Data from: Marine life in a greenhouse world: cephalopod biodiversity and biogeography during the early Late Cretaceous

Two end-member models are proposed to explain marine biotic responses to greenhouse conditions. Global warming and increasing sea level may: (1) promote dispersal of marine species, leading to larger geographic ranges and decreased speciation and biodiversity, or (2) form isolated epicontinental basins that host endemic radiations, leading to smaller geographic ranges and increased speciation and biodiversity. The Cenomanian–Turonian (C–T) interval, marked by greenhouse warming, sea level rise, ocean anoxia, and biotic turnover, presents an opportunity to test these two end-member models. In particular, how cephalopods responded to these global changes has not been clear. A global database of 7,262 cephalopod occurrences was used to evaluate biodiversity changes through the C–T interval. Both species- and genus-level diversity peaked in the Late Cenomanian. The global diversity drop across the C/T boundary was modest; rather, diversity was low during the Middle Cenomanian and Middle Turonian, times of brief cooling. Regional variations in diversity responses may reflect the degree and timing of environmental perturbations within different oceanographic settings. Surprisingly, cephalopod faunas in the European Platform, Western Interior, and South Atlantic all shifted equatorward across the C/T boundary, whereas other regions saw no change in latitudinal distributions. Global generic geographic ranges did not change through the C–T interval, but the percentage of cosmopolitan genera did increase significantly across the C/T, both globally and within the Western Interior and Europe, whereas cosmopolitans dropped in the Pacific and South Atlantic. Neither end-member model for biodiversity change in a greenhouse world is supported for C–T cephalopods, as diversity increased without an associated increase in geographic range.
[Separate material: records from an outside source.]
//! Round Lifecycle
//!
//! The two state transitions of the game, expressed over plain state values
//! so they can be exercised without a validator. Each returns the transfer
//! obligations for the handler to execute *after* every state write. A
//! close zeroes the pool and bumps the counter before its payout is issued,
//! so a reentrant transfer cannot double-spend the pool or re-close the
//! round.

use anchor_lang::prelude::*;

use crate::engine::{fees, timer, GameError};
use crate::state::{ItemCatalog, Round};

/// Payout obligation produced when a round closes.
#[derive(Clone, Debug, PartialEq, Eq)]
pub struct ClosedRound {
    /// Number of the round that just closed
    pub round_number: u64,
    /// The last feeder at expiry, i.e. the winner
    pub winner: Pubkey,
    /// Full pool amount owed to the winner
    pub prize: u64,
}

/// Everything a feed changed, plus the transfers it requires.
#[derive(Clone, Debug, PartialEq, Eq)]
pub struct FeedReceipt {
    /// Set when this feed found the previous round expired and closed it
    pub closed: Option<ClosedRound>,
    /// Catalog price of the fed item
    pub price: u64,
    /// Share owed to the admin wallet (may be 0)
    pub admin_fee: u64,
    /// Share owed to the pool vault
    pub pool_contribution: u64,
    /// Round this feed was recorded against (the fresh round after an
    /// auto-close)
    pub round_number: u64,
}

/// Close an expired round.
///
/// Fails with `TimerNotExpired` unless the round is active and its deadline
/// has passed. Resets the round record in place and returns the payout the
/// caller must deliver to the winner.
pub fn close_round(round: &mut Round, now: i64) -> Result<ClosedRound> {
    require!(round.is_expired(now), GameError::TimerNotExpired);

    let closed = ClosedRound {
        round_number: round.round_number,
        winner: round.last_feeder,
        prize: round.pool_amount,
    };
    round.reset_for_next();

    Ok(closed)
}

/// Apply one feed to the round state.
///
/// Validates the item, lazily closes an expired round first (the feed then
/// lands on the fresh round), splits the price, grows the pool, and applies
/// the timer rule for whichever of the three cases this feed is.
pub fn apply_feed(
    round: &mut Round,
    catalog: &ItemCatalog,
    fee_percentage: u8,
    feeder: Pubkey,
    item_id: u8,
    now: i64,
) -> Result<FeedReceipt> {
    let price = catalog.price_of(item_id)?;
    let reduction = catalog.reduction_of(item_id)?;

    let closed = if round.is_expired(now) {
        Some(close_round(round, now)?)
    } else {
        None
    };

    let (admin_fee, pool_contribution) = fees::split(price, fee_percentage)?;
    round.pool_amount = round
        .pool_amount
        .checked_add(pool_contribution)
        .ok_or(GameError::MathOverflow)?;

    if !round.is_active {
        // First feed of the round: full timer, reduction ignored.
        round.timer_end_time = timer::full_deadline(now);
        round.is_active = true;
    } else if round.last_feeder == feeder {
        // The leader defends: the item burns the clock down.
        round.timer_end_time = timer::reduced_deadline(now, reduction);
    } else {
        // A challenge: full reset, reduction ignored.
        round.timer_end_time = timer::full_deadline(now);
    }
    round.last_feeder = feeder;

    Ok(FeedReceipt {
        closed,
        price,
        admin_fee,
        pool_contribution,
        round_number: round.round_number,
    })
}
//! Game Initialization
//!
//! Sets up the configuration, the first round, the item catalog, and the
//! pool vault. This is typically called once during deployment.

use anchor_lang::prelude::*;
use anchor_spl::{
    associated_token::AssociatedToken,
    token_interface::{Mint, TokenAccount, TokenInterface},
};

use crate::engine::GameError;
use crate::state::{GameConfig, ItemCatalog, Round, CONFIG_VERSION};

/// Accounts required for game initialization
#[derive(Accounts)]
pub struct Initialize<'info> {
    /// Deployer (becomes the game owner)
    #[account(mut)]
    pub admin: Signer<'info>,

    /// Global configuration account (created)
    #[account(
        init,
        payer = admin,
        space = 8 + GameConfig::INIT_SPACE,
        seeds = [GameConfig::SEED],
        bump,
    )]
    pub config: Account<'info, GameConfig>,

    /// The single round record (created)
    #[account(
        init,
        payer = admin,
        space = 8 + Round::INIT_SPACE,
        seeds = [Round::SEED],
        bump,
    )]
    pub round: Account<'info, Round>,

    /// Item price/reduction tables (created)
    #[account(
        init,
        payer = admin,
        space = 8 + ItemCatalog::INIT_SPACE,
        seeds = [ItemCatalog::SEED],
        bump,
    )]
    pub catalog: Account<'info, ItemCatalog>,

    /// Payment token mint (e.g. USDC)
    pub collateral_mint: InterfaceAccount<'info, Mint>,

    /// Pool vault holding every round's accumulated contributions
    #[account(
        init,
        payer = admin,
        associated_token::mint = collateral_mint,
        associated_token::authority = config,
    )]
    pub vault: InterfaceAccount<'info, TokenAccount>,

    /// Token program
    pub token_program: Interface<'info, TokenInterface>,
    /// Associated token program
    pub associated_token_program: Program<'info, AssociatedToken>,
    /// System program
    pub system_program: Program<'info, System>,
}

impl<'info> Initialize<'info> {
    /// Initialize the game
    pub fn initialize(
        &mut self,
        admin_wallet: Pubkey,
        admin_fee_percentage: u8,
        base_token_uri: String,
        bumps: InitializeBumps,
    ) -> Result<()> {
        require!(admin_fee_percentage <= 100, GameError::InvalidFeePercentage);

        self.config.set_inner(GameConfig {
            admin: self.admin.key(),
            admin_wallet,
            collateral_mint: self.collateral_mint.key(),
            admin_fee_percentage,
            paused: false,
            version: CONFIG_VERSION,
            bump: bumps.config,
            base_token_uri,
            emergency_paused: false,
        });

        // Round 1 exists from the start but only comes alive on its first feed.
        self.round.set_inner(Round {
            round_number: 1,
            pool_amount: 0,
            last_feeder: Pubkey::default(),
            timer_end_time: 0,
            is_active: false,
            bump: bumps.round,
        });

        self.catalog.set_inner(ItemCatalog {
            prices: ItemCatalog::default_prices(),
            reductions: ItemCatalog::default_reductions(),
            bump: bumps.catalog,
        });

        msg!("Game initialized!");
        msg!("Owner: {}", self.config.admin);
        msg!("Admin wallet: {}", admin_wallet);
        msg!("Admin fee: {}%", admin_fee_percentage);

        Ok(())
    }
}
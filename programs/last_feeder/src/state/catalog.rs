//! Item Catalog
//!
//! Price and timer-reduction tables for the feedable items. Item ids are
//! 1-based (1..=13); both tables index by `id - 1`. Entries are
//! owner-mutable and changes apply prospectively only: a deadline computed
//! from an old reduction is never rewritten.

use anchor_lang::prelude::*;

use crate::engine::{timer, GameError};

/// Number of distinct feedable items.
pub const ITEM_COUNT: usize = 13;

/// One base unit of a 6-decimal token.
const TOKEN_UNIT: u64 = 1_000_000;

/// Item price/reduction tables (singleton PDA)
///
/// Seeds: ["catalog"]
#[account]
#[derive(InitSpace)]
pub struct ItemCatalog {
    /// Price of item id `i` in collateral base units, at index `i - 1`
    pub prices: [u64; ITEM_COUNT],

    /// Timer reduction of item id `i` in hours, at index `i - 1`
    pub reductions: [u64; ITEM_COUNT],

    /// PDA bump seed
    pub bump: u8,
}

impl ItemCatalog {
    pub const SEED: &'static [u8] = b"catalog";

    /// Launch tables: item `i` costs `i` tokens and shaves `i` hours.
    pub fn default_prices() -> [u64; ITEM_COUNT] {
        core::array::from_fn(|i| (i as u64 + 1) * TOKEN_UNIT)
    }

    pub fn default_reductions() -> [u64; ITEM_COUNT] {
        core::array::from_fn(|i| i as u64 + 1)
    }

    /// Map a 1-based item id to its table index, rejecting 0 and anything
    /// past the last item.
    pub fn index_of(item_id: u8) -> Result<usize> {
        require!(
            item_id >= 1 && (item_id as usize) <= ITEM_COUNT,
            GameError::InvalidItem
        );
        Ok(item_id as usize - 1)
    }

    pub fn price_of(&self, item_id: u8) -> Result<u64> {
        Ok(self.prices[Self::index_of(item_id)?])
    }

    /// Reduction in hours.
    pub fn reduction_of(&self, item_id: u8) -> Result<u64> {
        Ok(self.reductions[Self::index_of(item_id)?])
    }

    pub fn set_price(&mut self, item_id: u8, price: u64) -> Result<()> {
        self.prices[Self::index_of(item_id)?] = price;
        Ok(())
    }

    /// Capped so a re-feed can never be *configured* to land on or below
    /// the timer floor.
    pub fn set_reduction(&mut self, item_id: u8, hours: u64) -> Result<()> {
        let idx = Self::index_of(item_id)?;
        require!(
            hours <= timer::MAX_TIMER_REDUCTION_HOURS,
            GameError::ReductionTooHigh
        );
        self.reductions[idx] = hours;
        Ok(())
    }
}
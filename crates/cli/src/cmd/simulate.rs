//! Run a proxy session against a simulated debuggee
//!
//! Breakpoints are set through the proxy on an in-memory backend. A simulated
//! agent then captures or deletes them at random while the proxy long-polls,
//! and every hit is printed as it is reported.

use crate::system_config::{SimulateConfig, SystemConfig};
use anyhow::{Context, Result};
use owo_colors::OwoColorize;
use proxy::{DebugProxy, HitState};
use rand::rngs::StdRng;
use rand::{Rng, SeedableRng};
use stakeout_core::{
    Breakpoint, BreakpointRequest, Debuggee, LogLevel, MemoryBackend, SourceLocation, StackFrame, Variable,
};
use std::collections::HashSet;
use std::sync::Arc;
use std::time::Duration;
use tracing::{debug, info};

const PROJECT_ID: &str = "simulated-project";
const DEBUGGEE_ID: &str = "simulated-debuggee";

pub struct SimulateArgs {
    pub locations: Vec<String>,
    pub log_format: Option<String>,
    pub seed: Option<u64>,
    pub timeout: Duration,
}

pub async fn run(config: &SystemConfig, args: SimulateArgs) -> Result<()> {
    let requests = args
        .locations
        .iter()
        .map(|input| build_request(input, args.log_format.as_deref()))
        .collect::<Result<Vec<_>>>()?;

    let backend = Arc::new(
        MemoryBackend::new()
            .with_project(PROJECT_ID)
            .with_poll_timeout(Duration::from_millis(config.simulate.poll_timeout_ms)),
    );
    backend.add_debuggee(
        Debuggee::new(DEBUGGEE_ID, PROJECT_ID, "1.0.0").with_description("simulated agent"),
    );

    let proxy = DebugProxy::from_config(backend.clone(), &config.proxy)?;
    let project_id = match proxy.project_id() {
        Ok(project_id) => project_id,
        Err(_) => proxy.authorize(None).await.context("Authorization failed")?,
    };

    let debuggee_id = match proxy.debuggee_id() {
        Ok(debuggee_id) => debuggee_id,
        Err(_) => {
            let debuggees = proxy.debuggees().await?;
            let first = debuggees
                .first()
                .with_context(|| format!("No debuggees registered in project {}", project_id))?;
            proxy.select_debuggee(&first.id).await?;
            first.id.clone()
        }
    };
    println!(
        "{} {} {}",
        "Debuggee".bold(),
        debuggee_id.cyan(),
        format!("(project {})", project_id).dimmed()
    );

    let mut ids = Vec::with_capacity(requests.len());
    for request in &requests {
        let bp = proxy.set_breakpoint(request).await?;
        println!("  {} {} at {}", "set".green(), bp.id.dimmed(), bp.location);
        ids.push(bp.id);
    }

    let agent = tokio::spawn(run_agent(
        backend.clone(),
        debuggee_id.clone(),
        ids,
        config.simulate.clone(),
        args.seed,
    ));

    let outcome = tokio::time::timeout(args.timeout, watch(&proxy)).await;
    agent.abort();

    match outcome {
        Ok(result) => result?,
        Err(_) => println!(
            "{}",
            format!("Timed out after {}s with breakpoints still pending", args.timeout.as_secs()).yellow()
        ),
    }

    let hit = proxy.breakpoints(HitState::Hit).len();
    let removed = proxy.remove_all_breakpoints().await?;
    println!(
        "\n{} {} hit, {} removed on exit",
        "Done:".bold(),
        hit.to_string().green(),
        removed
    );
    Ok(())
}

/// Long-poll until no owned breakpoint is pending
async fn watch(proxy: &DebugProxy) -> Result<()> {
    let mut events = proxy.subscribe();
    let mut printed = HashSet::new();

    while !proxy.breakpoints(HitState::Pending).is_empty() {
        let report = proxy.update_pending_breakpoints(true).await?;
        debug!(
            "Pass: {} pending, {} hit, {} evicted, {} retries",
            report.pending.len(),
            report.hit.len(),
            report.evicted.len(),
            report.retries
        );

        for id in &report.evicted {
            println!("  {} {}", "removed elsewhere".yellow(), id.dimmed());
        }

        if events.try_recv().is_ok() {
            for bp in proxy.breakpoints(HitState::Hit) {
                if printed.insert(bp.id.clone()) {
                    print_hit(&bp);
                }
            }
        }
    }
    Ok(())
}

fn print_hit(bp: &Breakpoint) {
    println!("  {} {} at {}", "hit".green().bold(), bp.id.dimmed(), bp.location);
    if let Some(format) = &bp.log_message_format {
        println!("    {} {}", "log".cyan(), format);
    }
    for frame in &bp.stack_frames {
        println!("    {} {}", frame.function.cyan(), frame.location.to_string().dimmed());
        for local in &frame.locals {
            println!(
                "      {} = {}",
                local.name.as_deref().unwrap_or("?"),
                local.value.as_deref().unwrap_or("")
            );
        }
    }
}

/// Parse `path:line` or `path:line:column`
pub fn parse_location(input: &str) -> Result<SourceLocation> {
    let mut parts = input.rsplitn(3, ':').collect::<Vec<_>>();
    parts.reverse();

    let number = |s: &str| -> Result<u32> {
        s.parse()
            .with_context(|| format!("Invalid location '{}': '{}' is not a number", input, s))
    };

    let location = match parts.as_slice() {
        [path, line, column] if column.parse::<u32>().is_ok() && line.parse::<u32>().is_ok() => {
            SourceLocation::new(*path, number(*line)?).with_column(number(*column)?)
        }
        [path, line, last] => SourceLocation::new(format!("{}:{}", path, line), number(*last)?),
        [path, line] => SourceLocation::new(*path, number(*line)?),
        _ => anyhow::bail!("Invalid location '{}': expected path:line", input),
    };

    if location.path.is_empty() {
        anyhow::bail!("Invalid location '{}': empty path", input);
    }
    Ok(location)
}

fn build_request(input: &str, log_format: Option<&str>) -> Result<BreakpointRequest> {
    let location = parse_location(input)?;
    Ok(match log_format {
        Some(format) => BreakpointRequest::logpoint(location, format, LogLevel::Info),
        None => BreakpointRequest::snapshot(location),
    })
}

/// Agent side: capture or delete each breakpoint in turn
async fn run_agent(
    backend: Arc<MemoryBackend>,
    debuggee_id: String,
    mut ids: Vec<String>,
    settings: SimulateConfig,
    seed: Option<u64>,
) {
    let mut rng = match seed {
        Some(seed) => StdRng::seed_from_u64(seed),
        None => StdRng::from_entropy(),
    };
    let delay = Duration::from_millis(settings.agent_delay_ms);

    while !ids.is_empty() {
        tokio::time::sleep(delay).await;
        let id = ids.swap_remove(rng.gen_range(0..ids.len()));

        if rng.gen_bool(settings.hit_probability) {
            let Some(bp) = backend.peek(&debuggee_id, &id) else {
                continue;
            };
            let frames = vec![StackFrame {
                function: "handleRequest".to_string(),
                location: bp.location.clone(),
                arguments: Vec::new(),
                locals: vec![Variable {
                    name: Some("requestId".to_string()),
                    value: Some(rng.gen_range(1000..10_000u32).to_string()),
                    type_name: Some("number".to_string()),
                    ..Variable::default()
                }],
            }];
            backend.capture(&debuggee_id, &id, frames);
            info!("Agent captured {}", id);
        } else {
            backend.delete_external(&debuggee_id, &id);
            info!("Agent deleted {}", id);
        }
    }
}
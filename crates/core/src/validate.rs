//! Validation of breakpoints and debuggees
//!
//! One rule applies to outgoing requests and to every response path (list,
//! get, set). A malformed element rejects the whole response.

use crate::model::{Action, Breakpoint, BreakpointRequest, Debuggee, SourceLocation};
use thiserror::Error;

#[derive(Debug, Clone, PartialEq, Eq, Error)]
pub enum ValidationError {
    #[error("breakpoint has no id")]
    MissingId,

    #[error("breakpoint {id:?} has an empty source path")]
    EmptyPath { id: String },

    #[error("breakpoint {id:?} has invalid line {line} (lines are one-indexed)")]
    InvalidLine { id: String, line: u32 },

    #[error("breakpoint {id:?} has invalid column {column} (columns are one-indexed)")]
    InvalidColumn { id: String, column: u32 },

    #[error("logpoint {id:?} has no log message format")]
    MissingLogFormat { id: String },

    #[error("debuggee has no id")]
    MissingDebuggeeId,

    #[error("entry {index} of response rejected: {source}")]
    InList {
        index: usize,
        #[source]
        source: Box<ValidationError>,
    },
}

/// Validate a request before it is sent
pub fn validate_request(request: &BreakpointRequest) -> Result<(), ValidationError> {
    check_shape(
        "",
        &request.location,
        request.action,
        request.log_message_format.as_deref(),
    )
}

/// Validate a breakpoint returned by the backend
pub fn validate_breakpoint(bp: &Breakpoint) -> Result<(), ValidationError> {
    if bp.id.is_empty() {
        return Err(ValidationError::MissingId);
    }
    check_shape(&bp.id, &bp.location, bp.action, bp.log_message_format.as_deref())
}

/// Validate a full list response; any bad entry rejects all of it
pub fn validate_breakpoints(breakpoints: &[Breakpoint]) -> Result<(), ValidationError> {
    for (index, bp) in breakpoints.iter().enumerate() {
        validate_breakpoint(bp).map_err(|e| ValidationError::InList {
            index,
            source: Box::new(e),
        })?;
    }
    Ok(())
}

pub fn validate_debuggees(debuggees: &[Debuggee]) -> Result<(), ValidationError> {
    for (index, debuggee) in debuggees.iter().enumerate() {
        if debuggee.id.is_empty() {
            return Err(ValidationError::InList {
                index,
                source: Box::new(ValidationError::MissingDebuggeeId),
            });
        }
    }
    Ok(())
}

fn check_shape(
    id: &str,
    location: &SourceLocation,
    action: Action,
    log_format: Option<&str>,
) -> Result<(), ValidationError> {
    if location.path.is_empty() {
        return Err(ValidationError::EmptyPath { id: id.to_string() });
    }
    if location.line == 0 {
        return Err(ValidationError::InvalidLine {
            id: id.to_string(),
            line: location.line,
        });
    }
    if let Some(0) = location.column {
        return Err(ValidationError::InvalidColumn {
            id: id.to_string(),
            column: 0,
        });
    }
    if action == Action::Log && log_format.map_or(true, str::is_empty) {
        return Err(ValidationError::MissingLogFormat { id: id.to_string() });
    }
    Ok(())
}
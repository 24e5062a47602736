//! Breakpoint hit notifications

use tokio::sync::broadcast;
use tracing::trace;

/// Events raised by the proxy
///
/// `BreakpointHit` carries no payload: receivers re-read the owned set with
/// `DebugProxy::breakpoints(HitState::Hit)`.
#[derive(Debug, Clone, Copy, PartialEq, Eq, Hash)]
pub enum ProxyEvent {
    /// At least one owned breakpoint reached its final state
    BreakpointHit,
}

impl ProxyEvent {
    /// Event name as exposed to the IDE layer
    pub fn name(&self) -> &'static str {
        match self {
            ProxyEvent::BreakpointHit => "breakpointHit",
        }
    }
}

/// Bounded broadcast of [`ProxyEvent`]s
///
/// A subscriber that falls more than `capacity` events behind sees
/// `RecvError::Lagged`; since every event means "recompute state", skipping
/// is harmless.
pub struct Notifier {
    tx: broadcast::Sender<ProxyEvent>,
}

impl Notifier {
    pub fn new(capacity: usize) -> Self {
        let (tx, _) = broadcast::channel(capacity.max(1));
        Self { tx }
    }

    pub fn subscribe(&self) -> broadcast::Receiver<ProxyEvent> {
        self.tx.subscribe()
    }

    pub fn subscriber_count(&self) -> usize {
        self.tx.receiver_count()
    }

    /// Returns how many subscribers received the event
    pub fn breakpoint_hit(&self) -> usize {
        self.emit(ProxyEvent::BreakpointHit)
    }

    fn emit(&self, event: ProxyEvent) -> usize {
        match self.tx.send(event) {
            Ok(receivers) => receivers,
            Err(_) => {
                trace!("No subscribers for {}", event.name());
                0
            }
        }
    }
}

#[cfg(test)]
mod tests {
    use super::*;
    use tokio::sync::broadcast::error::TryRecvError;

    #[test]
    fn test_emit_without_subscribers() {
        let notifier = Notifier::new(4);
        assert_eq!(notifier.subscriber_count(), 0);
        assert_eq!(notifier.breakpoint_hit(), 0);
    }

    #[test]
    fn test_every_subscriber_sees_event() {
        let notifier = Notifier::new(4);
        let mut a = notifier.subscribe();
        let mut b = notifier.subscribe();

        assert_eq!(notifier.breakpoint_hit(), 2);
        assert_eq!(a.try_recv(), Ok(ProxyEvent::BreakpointHit));
        assert_eq!(b.try_recv(), Ok(ProxyEvent::BreakpointHit));
        assert_eq!(a.try_recv(), Err(TryRecvError::Empty));
    }

    #[test]
    fn test_slow_subscriber_lags() {
        let notifier = Notifier::new(1);
        let mut rx = notifier.subscribe();
        notifier.breakpoint_hit();
        notifier.breakpoint_hit();

        assert!(matches!(rx.try_recv(), Err(TryRecvError::Lagged(1))));
        assert_eq!(rx.try_recv(), Ok(ProxyEvent::BreakpointHit));
        assert_eq!(ProxyEvent::BreakpointHit.name(), "breakpointHit");
    }
}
It may be that sea level rise and global warming led to both endemic radiations in epicontinental basins and an increase in cosmopolitan taxa in some regions, demonstrating the importance of combining global and regional scale analyses.

本研究提出两类端元模型（end-member models），用以阐释海洋生物对温室气候状态的响应。全球变暖与海平面上升可能引发两种演化结果：(1) 促进海洋物种扩散，使其地理分布范围扩大，同时降低物种形成速率与生物多样性；或(2) 形成相互隔离的陆表海盆地（epicontinental basins），孕育特有类群辐射演化，最终导致物种地理分布范围缩小，提升物种形成速率与生物多样性。以温室变暖、海平面上升、海洋缺氧及生物更替为标志性特征的森诺曼阶-土仑阶（Cenomanian–Turonian, C-T）时段，为检验这两类端元模型提供了绝佳研究契机。目前学界对头足类（cephalopods）如何响应此类全球环境变化的机制仍不明晰。本研究依托涵盖7262条头足类化石出现记录的全球数据库，评估了C-T时段的生物多样性变化。研究显示，物种级与属级多样性均在晚森诺曼期达到峰值；C-T界线处的全球多样性下降幅度较为平缓，而生物多样性低谷出现在存在短暂降温事件的中森诺曼期与中土仑期。多样性响应的区域差异，或反映了不同海洋环境背景下环境扰动的程度与时间节点存在区别。令人意外的是，欧洲陆表台地、北美西部内陆及南大西洋的头足类动物群在C-T界线处均向赤道方向迁移，而其他区域的头足类纬度分布格局未发生显著变化。全球属级地理分布范围在C-T时段内未出现明显改变，但广布属（cosmopolitan genera）的占比在全球尺度及北美西部内陆、欧洲区域均显著上升，而太平洋与南大西洋的广布属占比则出现下降。两类针对温室世界生物多样性变化的端元模型，均无法解释C-T时段头足类的多样性变化模式——该时段生物多样性上升并未伴随地理分布范围的同步扩张。这或许意味着，海平面上升与全球变暖可同时驱动陆表海盆地的特有类群辐射演化，以及部分区域广布类群丰度的提升，凸显了结合全球与区域尺度开展分析的重要性。